S’inscrivant dans le contexte de l’essor de l’histoire environnementale, Nicolas Lyon-Caen et Raphaël Morera, chargés de recherche au CNRS, signent une enquête qui nous plonge au cœur du Paris de l’époque moderne. À travers la question de l’entretien de la ville, ils nous donnent à voir une capitale en mouvement, avec des acteurs variés et une lutte de pouvoir entre les citadins, l’autorité municipale et le pouvoir royal.        

 

Une histoire globale loin des clichés

Partant de l’idée selon laquelle « l’insalubrité de la ville ancienne est un poncif », les auteurs cherchent, tout au long de l’ouvrage, à déconstruire cette image : ils montrent que loin d’être une ville nauséabonde et sale, Paris tente, tout au long de la période, de s’assainir et de gérer au mieux la question de ses boues et déchets.
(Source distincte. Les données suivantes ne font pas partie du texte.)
//! The production group backend: one OS process per rank, communicating
//! through a POSIX shared-memory segment (`/dev/shm` on Linux).
//!
//! The segment starts with a [`GroupState`] handshake block followed by one
//! message slot per ordered rank pair. A send copies the payload into the
//! `(src, dst)` slot and blocks until the receiver acknowledges, so every
//! transfer is a rendezvous; the collectives in [`GroupChannel`] are built on
//! top of that plus a two-phase barrier.

use crate::group::GroupChannel;
use crate::{Error, Result};
use log::debug;
use serde::{de::DeserializeOwned, Serialize};
use shared_memory::{Shmem, ShmemConf};
use std::process::{Command, Stdio};
use std::sync::atomic::{AtomicBool, AtomicUsize, Ordering};

const MAX_MSG_SIZE: usize = 1024 * 1024; // 1MB max message size
const HEADER_SIZE: usize = std::mem::size_of::<SlotHeader>();
const FLINK_NAME: &str = "cross_mpi_group";
const SPAWN_ENV: &str = "CROSS_MPI_SPAWNED";
const MAX_RANKS: usize = 32;

const TAG_COLLECTIVE: i32 = 0;
const TAG_BARRIER_ARRIVE: i32 = -1;
const TAG_BARRIER_RELEASE: i32 = -2;

#[repr(C)]
struct SlotHeader {
    /// Set by the sender once the payload is in place, cleared by the receiver.
    full: AtomicBool,
    /// Set by the receiver; the sender blocks on it, making every send a rendezvous.
    acked: AtomicBool,
    tag: i32,
    len: usize,
}

impl SlotHeader {
    fn new() -> Self {
        Self {
            full: AtomicBool::new(false),
            acked: AtomicBool::new(false),
            tag: 0,
            len: 0,
        }
    }
}

#[repr(C)]
struct GroupState {
    size: AtomicUsize,
    /// Process IDs per rank; spawned workers claim a rank by CAS from 0.
    pids: [AtomicUsize; MAX_RANKS],
    /// Set once a rank has attached and is ready to communicate.
    ready: [AtomicBool; MAX_RANKS],
    /// Set when a rank enters destruct.
    parting: [AtomicBool; MAX_RANKS],
    /// Set when a non-owner rank has detached from the segment.
    gone: [AtomicBool; MAX_RANKS],
}

/// A fixed-size group of worker processes sharing one memory segment.
///
/// Rank 0 is the process that called [`ProcessGroup::init`]; it creates the
/// segment and spawns the remaining ranks as copies of the current
/// executable. Spawned processes detect the spawn marker in their
/// environment, attach to the segment, and claim the first free rank.
pub struct ProcessGroup {
    rank: usize,
    size: usize,
    shmem: Shmem,
}

impl ProcessGroup {
    /// Forms a group of `size` worker processes and blocks until every rank
    /// has attached. Call this once, early, from every process (spawned
    /// copies re-enter `main` and land here too).
    pub fn init(size: usize) -> Result<Self> {
        if size == 0 {
            return Err(Error::Init("Size must be positive".into()));
        }
        if size > MAX_RANKS {
            return Err(Error::Init(format!(
                "At most {MAX_RANKS} workers are supported"
            )));
        }

        if std::env::var(SPAWN_ENV).is_ok() {
            return Self::attach(size);
        }

        debug!("Forming process group of size {}", size);

        let state_size = std::mem::size_of::<GroupState>();
        let total_size = state_size + size * size * (HEADER_SIZE + MAX_MSG_SIZE);

        let shmem = ShmemConf::new()
            .size(total_size)
            .flink(FLINK_NAME)
            .create()
            .map_err(|e| Error::SharedMemory(e.to_string()))?;

        debug!("shmem path {:?}", shmem.get_flink_path());

        unsafe {
            let state = &mut *(shmem.as_ptr() as *mut GroupState);
            state.size.store(size, Ordering::SeqCst);
            for i in 0..MAX_RANKS {
                state.pids[i].store(0, Ordering::SeqCst);
                state.ready[i].store(false, Ordering::SeqCst);
                state.parting[i].store(false, Ordering::SeqCst);
                state.gone[i].store(false, Ordering::SeqCst);
            }
            state.pids[0].store(std::process::id() as usize, Ordering::SeqCst);

            let base = shmem.as_ptr().add(state_size);
            for i in 0..size * size {
                let slot = base.add(i * (HEADER_SIZE + MAX_MSG_SIZE)) as *mut SlotHeader;
                std::ptr::write(slot, SlotHeader::new());
            }

            state.ready[0].store(true, Ordering::SeqCst);
        }

        // Spawn the remaining ranks only after the segment is fully set up,
        // so an open on the flink always sees initialized state.
        let exe = std::env::current_exe().map_err(|e| Error::Process(e.to_string()))?;
        for _ in 1..size {
            Command::new(&exe)
                .env(SPAWN_ENV, "1")
                .stdout(Stdio::inherit())
                .stderr(Stdio::inherit())
                .spawn()
                .map_err(|e| Error::Process(e.to_string()))?;
        }

        let group = Self {
            rank: 0,
            size,
            shmem,
        };
        group.wait_all_ready();

        debug!("Process group formed, this process is rank 0");
        Ok(group)
    }

    /// Attach a spawned process to an existing group segment.
    fn attach(size: usize) -> Result<Self> {
        debug!("Spawned process attaching to group");

        let shmem = ShmemConf::new()
            .flink(FLINK_NAME)
            .open()
            .map_err(|e| Error::SharedMemory(e.to_string()))?;

        let pid = std::process::id() as usize;
        let rank = {
            let state = unsafe { &*(shmem.as_ptr() as *const GroupState) };
            let mut claimed = None;
            for i in 1..size {
                if state.pids[i]
                    .compare_exchange(0, pid, Ordering::SeqCst, Ordering::SeqCst)
                    .is_ok()
                {
                    claimed = Some(i);
                    break;
                }
            }
            let rank =
                claimed.ok_or_else(|| Error::Init(format!("No free rank for process {pid}")))?;
            state.ready[rank].store(true, Ordering::SeqCst);
            rank
        };

        let group = Self { rank, size, shmem };
        group.wait_all_ready();

        debug!("Process {} attached as rank {}", pid, rank);
        Ok(group)
    }

    /// This worker's rank, `0..size`.
    pub fn rank(&self) -> usize {
        self.rank
    }

    /// The fixed group size.
    pub fn size(&self) -> usize {
        self.size
    }

    fn state(&self) -> &GroupState {
        unsafe { &*(self.shmem.as_ptr() as *const GroupState) }
    }

    fn wait_all_ready(&self) {
        let state = self.state();
        for i in 0..self.size {
            while !state.ready[i].load(Ordering::SeqCst) {
                std::hint::spin_loop();
            }
        }
    }

    fn slot_ptr(&self, src: usize, dst: usize) -> *mut u8 {
        let state_size = std::mem::size_of::<GroupState>();
        let slot_size = HEADER_SIZE + MAX_MSG_SIZE;
        let index = src * self.size + dst;
        unsafe { self.shmem.as_ptr().add(state_size + index * slot_size) }
    }

    /// Copies `bytes` into the `(self, dest)` slot and blocks until the
    /// receiver acknowledges.
    fn send_bytes(&self, bytes: &[u8], dest: usize, tag: i32) -> Result<()> {
        if dest >= self.size {
            return Err(Error::InvalidRank(dest));
        }
        if bytes.len() > MAX_MSG_SIZE {
            return Err(Error::Communication("Message too large".into()));
        }

        debug!("Rank {} sending to rank {} with tag {}", self.rank, dest, tag);

        let slot = self.slot_ptr(self.rank, dest);
        unsafe {
            let header = &mut *(slot as *mut SlotHeader);

            while header.full.load(Ordering::SeqCst) {
                std::hint::spin_loop();
            }

            header.tag = tag;
            header.len = bytes.len();
            header.acked.store(false, Ordering::SeqCst);
            std::ptr::copy_nonoverlapping(bytes.as_ptr(), slot.add(HEADER_SIZE), bytes.len());
            header.full.store(true, Ordering::SeqCst);

            while !header.acked.load(Ordering::SeqCst) {
                std::hint::spin_loop();
            }
        }

        debug!("Rank {} completed send to rank {}", self.rank, dest);
        Ok(())
    }

    /// Blocks until the `(source, self)` slot holds a message with `tag` and
    /// returns its payload.
    fn recv_bytes(&self, source: usize, tag: i32) -> Result<Vec<u8>> {
        if source >= self.size {
            return Err(Error::InvalidRank(source));
        }

        debug!(
            "Rank {} receiving from rank {} with tag {}",
            self.rank, source, tag
        );

        let slot = self.slot_ptr(source, self.rank);
        let bytes = unsafe {
            let header = &mut *(slot as *mut SlotHeader);

            while !header.full.load(Ordering::SeqCst) || header.tag != tag {
                std::hint::spin_loop();
            }

            let mut bytes = vec![0u8; header.len];
            std::ptr::copy_nonoverlapping(slot.add(HEADER_SIZE), bytes.as_mut_ptr(), header.len);

            header.acked.store(true, Ordering::SeqCst);
            header.full.store(false, Ordering::SeqCst);
            bytes
        };

        debug!("Rank {} completed receive from rank {}", self.rank, source);
        Ok(bytes)
    }

    /// Two-phase barrier: everyone signals rank 0, then rank 0 releases everyone.
    fn barrier(&self) -> Result<()> {
        debug!("Rank {} entering barrier", self.rank);

        if self.rank == 0 {
            for rank in 1..self.size {
                self.recv_bytes(rank, TAG_BARRIER_ARRIVE)?;
            }
            for rank in 1..self.size {
                self.send_bytes(&[], rank, TAG_BARRIER_RELEASE)?;
            }
        } else {
            self.send_bytes(&[], 0, TAG_BARRIER_ARRIVE)?;
            self.recv_bytes(0, TAG_BARRIER_RELEASE)?;
        }

        debug!("Rank {} exiting barrier", self.rank);
        Ok(())
    }

    /// Tears the group down: waits until every rank has arrived, then lets
    /// rank 0 unlink the segment once every other rank has detached.
    ///
    /// Must be called by every rank; a missing rank stalls the teardown the
    /// same way a missing collective call stalls a run.
    pub fn destruct(self) {
        let state = self.state();

        state.parting[self.rank].store(true, Ordering::SeqCst);
        for i in 0..self.size {
            while !state.parting[i].load(Ordering::SeqCst) {
                std::hint::spin_loop();
            }
        }

        if self.rank == 0 {
            // The owner unlinks the flink when the mapping drops, so every
            // other rank must have stopped touching the segment first.
            for i in 1..self.size {
                while !state.gone[i].load(Ordering::SeqCst) {
                    std::hint::spin_loop();
                }
            }
        } else {
            state.gone[self.rank].store(true, Ordering::SeqCst);
        }

        debug!("Rank {} finished", self.rank);
    }
}

impl GroupChannel for ProcessGroup {
    fn rank(&self) -> usize {
        self.rank
    }

    fn size(&self) -> usize {
        self.size
    }

    fn broadcast<T: Serialize + DeserializeOwned>(
        &self,
        value: Option<&T>,
        root: usize,
    ) -> Result<T> {
        if root >= self.size {
            return Err(Error::InvalidRank(root));
        }

        debug!("Rank {} entering broadcast", self.rank);

        let bytes = if self.rank == root {
            let value = value
                .ok_or_else(|| Error::Init("Root must provide a broadcast value".into()))?;
            let bytes = bincode::serialize(value)
                .map_err(|e| Error::Serialization(e.to_string()))?;
            for rank in 0..self.size {
                if rank != root {
                    self.send_bytes(&bytes, rank, TAG_COLLECTIVE)?;
                }
            }
            bytes
        } else {
            self.recv_bytes(root, TAG_COLLECTIVE)?
        };

        let value =
            bincode::deserialize(&bytes).map_err(|e| Error::Serialization(e.to_string()))?;
        self.barrier()?;

        debug!("Rank {} completed broadcast", self.rank);
        Ok(value)
    }

    fn scatter_chunks(
        &self,
        full: Option<&[f32]>,
        chunk_len: usize,
        root: usize,
    ) -> Result<Vec<f32>> {
        if root >= self.size {
            return Err(Error::InvalidRank(root));
        }

        debug!("Rank {} entering scatter", self.rank);

        let chunk = if self.rank == root {
            let full = full
                .ok_or_else(|| Error::Init("Root must provide the full array for scatter".into()))?;
            if full.len() != chunk_len * self.size {
                return Err(Error::Init(
                    "Array length must equal chunk length times group size".into(),
                ));
            }

            for rank in 0..self.size {
                if rank != root {
                    let piece = &full[rank * chunk_len..(rank + 1) * chunk_len];
                    self.send_bytes(bytemuck::cast_slice(piece), rank, TAG_COLLECTIVE)?;
                }
            }
            full[root * chunk_len..(root + 1) * chunk_len].to_vec()
        } else {
            let bytes = self.recv_bytes(root, TAG_COLLECTIVE)?;
            let chunk: Vec<f32> = bytemuck::pod_collect_to_vec(&bytes);
            if chunk.len() != chunk_len {
                return Err(Error::Communication(format!(
                    "Expected a chunk of {} scalars, got {}",
                    chunk_len,
                    chunk.len()
                )));
            }
            chunk
        };

        self.barrier()?;

        debug!("Rank {} completed scatter", self.rank);
        Ok(chunk)
    }

    fn gather_chunks(&self, chunk: &[f32], root: usize) -> Result<Option<Vec<f32>>> {
        if root >= self.size {
            return Err(Error::InvalidRank(root));
        }

        debug!("Rank {} entering gather", self.rank);

        let result = if self.rank == root {
            let mut full = Vec::with_capacity(chunk.len() * self.size);
            for rank in 0..self.size {
                if rank == root {
                    full.extend_from_slice(chunk);
                } else {
                    let bytes = self.recv_bytes(rank, TAG_COLLECTIVE)?;
                    let piece: Vec<f32> = bytemuck::pod_collect_to_vec(&bytes);
                    if piece.len() != chunk.len() {
                        return Err(Error::Communication(format!(
                            "Expected a chunk of {} scalars from rank {}, got {}",
                            chunk.len(),
                            rank,
                            piece.len()
                        )));
                    }
                    full.extend_from_slice(&piece);
                }
            }
            Some(full)
        } else {
            self.send_bytes(bytemuck::cast_slice(chunk), root, TAG_COLLECTIVE)?;
            None
        };

        self.barrier()?;

        debug!("Rank {} completed gather", self.rank);
        Ok(result)
    }
}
Par une approche globale, on saisit alors combien cette question permet l’entrée en jeu de multiples acteurs et domaines historiques. Entre le XVIe et le XVIIIe siècle, la salubrité parisienne rencontre une somme de défis, notamment posés par « la forte dynamique de la croissance urbaine et spatiale, démographique et économique ». Les Parisiens sont au centre de l’enquête : la croissance démographique est très forte durant la période (la population passant de 200 000 à 400 000 habitants), donnant lieu à une explosion des déchets et une urbanisation qui doit repenser la question de leur évacuation. On voit vivre au quotidien les citadins : les auteurs expliquent ainsi par exemple comment, grâce à l’éclairage public nocturne, de nouvelles sociabilités naissent dans le Paris moderne et donnent lieu à de nouvelles pratiques et manières de vivre en ville.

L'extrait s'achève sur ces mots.